The material below holds a span beginning at the line with "use crate::scenes::Material;" and ending at the line with "impl Default for". Quote that span exactly, both ends included, and only that span.
DATA FOR PROCESSING Block Start
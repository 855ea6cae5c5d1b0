use std::sync::Arc;

use log::info;
use wgpu::{Adapter, Device, DeviceDescriptor, Features, Instance, Limits, Queue, Surface};

use crate::error::DisplayError;

/// Device and queue shared by everything that talks to the GPU.
/// Cloning is cheap (Arc).
#[derive(Clone)]
pub struct GpuContext {
    adapter: Arc<Adapter>,
    device: Arc<Device>,
    queue: Arc<Queue>,
}

impl GpuContext {
    /// Create a context whose adapter can present to `surface`.
    /// The surface must come from the same `instance`.
    pub async fn for_surface(instance: &Instance, surface: &Surface<'_>) -> Result<Self, DisplayError> {
        let adapter = instance
            .request_adapter(&wgpu::RequestAdapterOptions {
                power_preference: wgpu::PowerPreference::default(),
                compatible_surface: Some(surface),
                force_fallback_adapter: false,
            })
            .await?;

        let adapter_info = adapter.get_info();
        info!("using adapter {} ({:?})", adapter_info.name, adapter_info.backend);

        let (device, queue) = Self::request_device(&adapter).await?;

        Ok(Self {
            adapter: Arc::new(adapter),
            device: Arc::new(device),
            queue: Arc::new(queue),
        })
    }

    pub fn adapter(&self) -> &Adapter {
        &self.adapter
    }

    /// Get reference to the device
    pub fn device(&self) -> &Device {
        &self.device
    }

    /// Get reference to the queue
    pub fn queue(&self) -> &Queue {
        &self.queue
    }

    /// Request device and queue. Only texture upload and a single draw are
    /// needed, so downlevel limits suffice.
    async fn request_device(adapter: &Adapter) -> Result<(Device, Queue), DisplayError> {
        let limits = Limits::downlevel_webgl2_defaults().using_resolution(adapter.limits());

        adapter
            .request_device(&DeviceDescriptor {
                label: Some("GPU Context Device"),
                required_features: Features::empty(),
                required_limits: limits,
                memory_hints: Default::default(),
                experimental_features: Default::default(),
                trace: Default::default(),
            })
            .await
            .map_err(DisplayError::from)
    }
}
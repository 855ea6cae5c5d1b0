use glam::{Mat4, Vec3, Vec4};

use crate::scenes::Material;

/// Light source color terms. Each is multiplied by the material color.
#[derive(Debug, Clone, Copy, PartialEq)]
pub struct LightSettings {
    pub ambient: Vec3,
    pub diffuse: Vec3,
    pub specular: Vec3,
}

impl Default for LightSettings {
    fn default() -> Self {
        Self {
            ambient: Vec3::ZERO,
            diffuse: Vec3::ONE,
            specular: Vec3::splat(0.4),
        }
    }
}

impl LightSettings {
    /// Phong color of one vertex. All vectors are in eye space and the
    /// viewer sits at the origin.
    pub fn shade(&self, material: Material, position: Vec3, normal: Vec3, light: Vec3) -> Vec4 {
        let n = normal.normalize_or_zero();
        let l = (light - position).normalize_or_zero();
        let e = (-position).normalize_or_zero();
        let h = (l + e).normalize_or_zero();

        let base = material.color.truncate();
        let l_dot_n = l.dot(n);

        let ambient = self.ambient * base;
        let diffuse = l_dot_n.max(0.0) * self.diffuse * base;
        let specular = if l_dot_n < 0.0 {
            Vec3::ZERO
        } else {
            n.dot(h).max(0.0).powf(material.shininess) * self.specular * base
        };

        (ambient + diffuse + specular)
            .clamp(Vec3::ZERO, Vec3::ONE)
            .extend(material.color.w)
    }
}

/// Light position in eye space. The light is given relative to the camera
/// transform, not to the object being drawn.
pub fn light_in_eye_space(camera: Mat4, light_position: Vec4) -> Vec3 {
    (camera * light_position).truncate()
}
DATA FOR PROCESSING Block End
■ RESPONSE:
use crate::scenes::Material;

/// Light source color terms. Each is multiplied by the material color.
#[derive(Debug, Clone, Copy, PartialEq)]
pub struct LightSettings {
    pub ambient: Vec3,
    pub diffuse: Vec3,
    pub specular: Vec3,
}

impl Default for LightSettings {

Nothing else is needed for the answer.